> **Your task**:
Where does "insert" appear in the data? Return each line that holds it.

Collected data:
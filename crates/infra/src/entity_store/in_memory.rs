use std::collections::{BTreeMap, BTreeSet, HashMap};
use std::sync::{RwLock, RwLockReadGuard, RwLockWriteGuard};

use chrono::{DateTime, Utc};
use tracing::{debug, warn};

use bouncer_core::{Ability, AbilityId, AbilityKey, ModelKey, Role, RoleId, StoreError, StoreResult};

use super::r#trait::{EntityStore, Owner, Relation, RelationEntry, SyncChanges};

#[derive(Debug, Default)]
struct State {
    last_role_id: u64,
    last_ability_id: u64,
    roles: BTreeMap<RoleId, Role>,
    role_names: HashMap<String, RoleId>,
    abilities: BTreeMap<AbilityId, Ability>,
    ability_keys: HashMap<AbilityKey, AbilityId>,
    relations: HashMap<(Owner, Relation), BTreeMap<u64, DateTime<Utc>>>,
}

impl State {
    fn check_relation(&self, owner: &Owner, relation: Relation) -> StoreResult<()> {
        let checked = match (owner, relation) {
            (Owner::Role(_), Relation::Roles) => Err(StoreError::InvalidRelation(
                "roles cannot be assigned to a role".to_string(),
            )),
            (Owner::Role(id), _) if !self.roles.contains_key(id) => {
                Err(StoreError::InvalidRelation(format!("unknown role owner {id}")))
            }
            _ => Ok(()),
        };
        if let Err(err) = &checked {
            debug!(%owner, ?relation, %err, "relation rejected");
        }
        checked
    }

    fn check_target(&self, relation: Relation, target: u64) -> StoreResult<()> {
        let exists = match relation {
            Relation::Roles => self.roles.contains_key(&RoleId::new(target)),
            Relation::Abilities | Relation::ForbiddenAbilities => {
                self.abilities.contains_key(&AbilityId::new(target))
            }
        };
        if exists {
            Ok(())
        } else {
            Err(StoreError::InvalidRelation(format!(
                "unknown {relation:?} target {target}"
            )))
        }
    }
}

/// In-memory entity store.
///
/// Intended for tests/dev and single-process embedding. Every write holds the
/// single write guard for its whole duration, which makes each call one
/// transaction.
#[derive(Debug, Default)]
pub struct InMemoryEntityStore {
    state: RwLock<State>,
}

impl InMemoryEntityStore {
    pub fn new() -> Self {
        Self::default()
    }

    fn read(&self) -> StoreResult<RwLockReadGuard<'_, State>> {
        self.state
            .read()
            .map_err(|_| StoreError::unavailable("lock poisoned"))
    }

    fn write(&self) -> StoreResult<RwLockWriteGuard<'_, State>> {
        self.state
            .write()
            .map_err(|_| StoreError::unavailable("lock poisoned"))
    }
}

impl EntityStore for InMemoryEntityStore {
    fn find_role(&self, id: RoleId) -> StoreResult<Option<Role>> {
        Ok(self.read()?.roles.get(&id).cloned())
    }

    fn find_role_by_name(&self, name: &str) -> StoreResult<Option<Role>> {
        let state = self.read()?;
        Ok(state
            .role_names
            .get(name)
            .and_then(|id| state.roles.get(id))
            .cloned())
    }

    fn create_role(&self, name: &str, title: Option<&str>) -> StoreResult<Role> {
        let mut state = self.write()?;
        if state.role_names.contains_key(name) {
            debug!(role = %name, "role name already taken");
            return Err(StoreError::conflict(format!("role '{name}' already exists")));
        }

        state.last_role_id += 1;
        let role = Role {
            id: RoleId::new(state.last_role_id),
            name: name.to_string(),
            title: title.map(str::to_string),
            created_at: Utc::now(),
        };
        state.role_names.insert(role.name.clone(), role.id);
        state.roles.insert(role.id, role.clone());
        Ok(role)
    }

    fn find_ability(&self, id: AbilityId) -> StoreResult<Option<Ability>> {
        Ok(self.read()?.abilities.get(&id).cloned())
    }

    fn find_ability_by_key(&self, key: &AbilityKey) -> StoreResult<Option<Ability>> {
        let state = self.read()?;
        Ok(state
            .ability_keys
            .get(key)
            .and_then(|id| state.abilities.get(id))
            .cloned())
    }

    fn create_ability(&self, key: &AbilityKey, title: Option<&str>) -> StoreResult<Ability> {
        let mut state = self.write()?;
        if state.ability_keys.contains_key(key) {
            debug!(ability = %key, "ability key already taken");
            return Err(StoreError::conflict(format!(
                "ability '{key}' already exists"
            )));
        }

        state.last_ability_id += 1;
        let ability = Ability {
            id: AbilityId::new(state.last_ability_id),
            name: key.name.clone(),
            scope: key.scope.clone(),
            title: title.map(str::to_string),
            created_at: Utc::now(),
        };
        state.ability_keys.insert(key.clone(), ability.id);
        state.abilities.insert(ability.id, ability.clone());
        Ok(ability)
    }

    fn related(&self, owner: &Owner, relation: Relation) -> StoreResult<Vec<RelationEntry>> {
        let state = self.read()?;
        state.check_relation(owner, relation)?;

        Ok(state
            .relations
            .get(&(owner.clone(), relation))
            .map(|rows| {
                rows.iter()
                    .map(|(target, attached_at)| RelationEntry {
                        target: *target,
                        attached_at: *attached_at,
                    })
                    .collect()
            })
            .unwrap_or_default())
    }

    fn attach(&self, owner: &Owner, relation: Relation, targets: &[u64]) -> StoreResult<usize> {
        let mut state = self.write()?;
        state.check_relation(owner, relation)?;
        for target in targets {
            if let Err(err) = state.check_target(relation, *target) {
                warn!(%owner, ?relation, rejected = *target, "attach rejected");
                return Err(err);
            }
        }

        let now = Utc::now();
        let rows = state.relations.entry((owner.clone(), relation)).or_default();
        let mut added = 0;
        for target in targets {
            if !rows.contains_key(target) {
                rows.insert(*target, now);
                added += 1;
            }
        }
        Ok(added)
    }

    fn detach(&self, owner: &Owner, relation: Relation, targets: &[u64]) -> StoreResult<usize> {
        let mut state = self.write()?;
        state.check_relation(owner, relation)?;

        let key = (owner.clone(), relation);
        let Some(rows) = state.relations.get_mut(&key) else {
            return Ok(0);
        };
        let removed = targets
            .iter()
            .filter(|target| rows.remove(*target).is_some())
            .count();
        if rows.is_empty() {
            state.relations.remove(&key);
        }
        Ok(removed)
    }

    fn sync_relation(
        &self,
        owner: &Owner,
        relation: Relation,
        targets: &BTreeSet<u64>,
    ) -> StoreResult<SyncChanges> {
        let mut state = self.write()?;
        state.check_relation(owner, relation)?;
        for target in targets {
            if let Err(err) = state.check_target(relation, *target) {
                warn!(%owner, ?relation, rejected = *target, "sync rejected");
                return Err(err);
            }
        }

        let key = (owner.clone(), relation);
        let now = Utc::now();
        let rows = state.relations.entry(key.clone()).or_default();

        let detached: Vec<u64> = rows
            .keys()
            .filter(|target| !targets.contains(*target))
            .copied()
            .collect();
        for target in &detached {
            rows.remove(target);
        }

        let mut attached = Vec::new();
        for target in targets {
            if !rows.contains_key(target) {
                rows.insert(*target, now);
                attached.push(*target);
            }
        }
        if rows.is_empty() {
            state.relations.remove(&key);
        }

        Ok(SyncChanges { attached, detached })
    }

    fn subjects_with_role(&self, role: RoleId) -> StoreResult<Vec<ModelKey>> {
        let state = self.read()?;
        let mut subjects: Vec<ModelKey> = state
            .relations
            .iter()
            .filter_map(|((owner, relation), rows)| match owner {
                Owner::Subject(key)
                    if *relation == Relation::Roles && rows.contains_key(&role.get()) =>
                {
                    Some(key.clone())
                }
                _ => None,
            })
            .collect();
        subjects.sort();
        Ok(subjects)
    }
}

> **Written answer**:
        state.role_names.insert(role.name.clone(), role.id);
        state.roles.insert(role.id, role.clone());
        state.ability_keys.insert(key.clone(), ability.id);
        state.abilities.insert(ability.id, ability.clone());
                rows.insert(*target, now);
                rows.insert(*target, now);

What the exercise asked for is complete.